> [Problem details]: Determine how many of the lines below hold the word "AppState". Give the number and nothing else.

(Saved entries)
========
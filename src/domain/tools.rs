//! Interactive tools exposed via Model Context Protocol
//!
//! Provides `healthcheck` and `summarize_context`. The summarizer validates the
//! deal context, renders it to Markdown and hands it to the configured `DocSink`;
//! the caller only learns the push outcome, never the rendered document.

use chrono::{SecondsFormat, Utc};
use serde::Serialize;
use serde_json::{json, Value};
use tracing::{info, warn};

use crate::domain::{
    formatter::{document_title, render_markdown},
    request::validate_summarize_request,
    text::clip_for_log,
};
use crate::errors::{tool_text_result, ToolError};
use crate::webhook::DocPush;
use crate::AppState;

pub const HEALTHCHECK_TOOL: &str = "healthcheck";
pub const SUMMARIZE_CONTEXT_TOOL: &str = "summarize_context";

#[derive(Debug, Clone, Serialize)]
pub struct HealthSnapshot {
    pub version: &'static str,
    pub uptime: u64,
    pub server_time: String,
}

pub fn health_snapshot(state: &AppState) -> HealthSnapshot {
    HealthSnapshot {
        version: env!("CARGO_PKG_VERSION"),
        uptime: state.started_at.elapsed().as_secs(),
        server_time: Utc::now().to_rfc3339_opts(SecondsFormat::Millis, true),
    }
}

pub fn build_tools_list() -> Value {
    json!([
        {
            "name": HEALTHCHECK_TOOL,
            "description": "Report server version, uptime in seconds and current server time",
            "inputSchema": {
                "type": "object",
                "properties": {},
                "additionalProperties": false
            }
        },
        {
            "name": SUMMARIZE_CONTEXT_TOOL,
            "description": "Render a deal context as Markdown and push it to the configured document webhook. Returns only the push status and document title.",
            "inputSchema": summarize_context_schema()
        }
    ])
}

fn optional_text_schema(description: &str) -> Value {
    json!({ "type": "string", "minLength": 1, "description": description })
}

fn closed_object(properties: Value, required: &[&str]) -> Value {
    json!({
        "type": "object",
        "properties": properties,
        "required": required,
        "additionalProperties": false
    })
}

fn summarize_context_schema() -> Value {
    let text = json!({ "type": "string", "minLength": 1 });
    let list_of = |item: Value| json!({ "type": "array", "items": item });

    let context = closed_object(
        json!({
            "summary": text,
            "key_points": list_of(text.clone()),
            "open_questions": list_of(closed_object(
                json!({ "question": text, "owner": text, "due": text }),
                &["question"],
            )),
            "next_steps": list_of(closed_object(
                json!({
                    "action": text,
                    "owner": text,
                    "due": text,
                    "status": { "type": "string", "enum": ["open", "done"] }
                }),
                &["action", "status"],
            )),
            "risks": list_of(closed_object(
                json!({
                    "risk": text,
                    "severity": { "type": "string", "enum": ["low", "med", "high"] },
                    "mitigation": text
                }),
                &["risk", "severity"],
            )),
            "stakeholders": list_of(closed_object(
                json!({ "name": text, "role": text, "influence": text }),
                &["name"],
            )),
            "evidence": list_of(closed_object(
                json!({
                    "type": { "type": "string", "enum": ["conversation", "canvas"] },
                    "pointer": text,
                    "excerpt": text
                }),
                &["type", "pointer", "excerpt"],
            )),
            "last_updated": {
                "type": "string",
                "pattern": "^[0-9]{4}-[0-9]{2}-[0-9]{2}$",
                "description": "YYYY-MM-DD"
            }
        }),
        &["summary"],
    );

    closed_object(
        json!({
            "deal_id": optional_text_schema("CRM deal identifier"),
            "deal_name": optional_text_schema("Human readable deal name"),
            "source_canvas_name": optional_text_schema("Canvas the context was collected from"),
            "doc_title": optional_text_schema("Title of the pushed document"),
            "output_format": {
                "type": "string",
                "enum": ["exec_bullets", "se_deal_update", "memo"]
            },
            "context": context
        }),
        &["output_format", "context"],
    )
}

pub async fn handle_tools_call(
    state: &AppState,
    correlation_id: &str,
    params: Option<&Value>,
) -> Value {
    let Some(name) = params
        .and_then(|params| params.get("name"))
        .and_then(Value::as_str)
        .map(str::trim)
        .filter(|name| !name.is_empty())
    else {
        warn!(correlation_id, "tools/call without tool name");
        return ToolError::MissingName.into_call_result();
    };

    let arguments = params
        .and_then(|params| params.get("arguments"))
        .cloned()
        .unwrap_or_else(|| json!({}));

    let outcome = match name {
        HEALTHCHECK_TOOL => serde_json::to_string(&health_snapshot(state))
            .map_err(|err| ToolError::Internal(err.to_string())),
        SUMMARIZE_CONTEXT_TOOL => summarize_context(state, correlation_id, &arguments).await,
        other => Err(ToolError::UnknownTool(clip_for_log(other))),
    };

    match outcome {
        Ok(text) => {
            info!(correlation_id, tool = name, outcome = "success", "tool call handled");
            tool_text_result(text, false)
        }
        Err(err) => {
            warn!(
                correlation_id,
                tool = %clip_for_log(name),
                error_kind = err.kind(),
                "tool call failed"
            );
            err.into_call_result()
        }
    }
}

async fn summarize_context(
    state: &AppState,
    correlation_id: &str,
    arguments: &Value,
) -> Result<String, ToolError> {
    let request = validate_summarize_request(arguments).map_err(|violations| {
        warn!(
            correlation_id,
            violations = violations.len(),
            "summarize_context arguments rejected"
        );
        ToolError::InvalidArguments(violations)
    })?;

    let counts = request.context.list_counts();
    info!(
        correlation_id,
        output_format = %request.output_format,
        key_points = counts.key_points,
        open_questions = counts.open_questions,
        next_steps = counts.next_steps,
        risks = counts.risks,
        stakeholders = counts.stakeholders,
        evidence = counts.evidence,
        "summarize_context validated"
    );

    let title = document_title(&request);
    let doc = DocPush {
        text: render_markdown(&request),
        title,
    };

    match state.doc_sink.push(&doc).await {
        Ok(receipt) => {
            info!(
                correlation_id,
                status = receipt.status,
                title = %clip_for_log(&doc.title),
                "doc pushed"
            );
            Ok(format!("Doc push: ok\nTitle: {}", doc.title))
        }
        Err(source) => {
            warn!(
                correlation_id,
                error = %clip_for_log(&source.to_string()),
                title = %clip_for_log(&doc.title),
                "doc push failed"
            );
            Err(ToolError::PushFailed {
                title: doc.title,
                source,
            })
        }
    }
}

#[cfg(test)]
mod tests {
    use super::*;

    #[test]
    fn catalogue_lists_both_tools_with_schemas() {
        let tools = build_tools_list();
        let tools = tools.as_array().expect("tools array");

        assert_eq!(tools.len(), 2);
        assert_eq!(tools[0]["name"], HEALTHCHECK_TOOL);
        assert_eq!(tools[0]["inputSchema"]["properties"], json!({}));
        assert_eq!(tools[1]["name"], SUMMARIZE_CONTEXT_TOOL);

        let schema = &tools[1]["inputSchema"];
        assert_eq!(schema["required"], json!(["output_format", "context"]));
        assert_eq!(schema["additionalProperties"], false);
        assert_eq!(
            schema["properties"]["context"]["properties"]["risks"]["items"]["properties"]
                ["severity"]["enum"],
            json!(["low", "med", "high"])
        );
        assert_eq!(
            schema["properties"]["context"]["required"],
            json!(["summary"])
        );
    }
}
========
> [Reply]: 4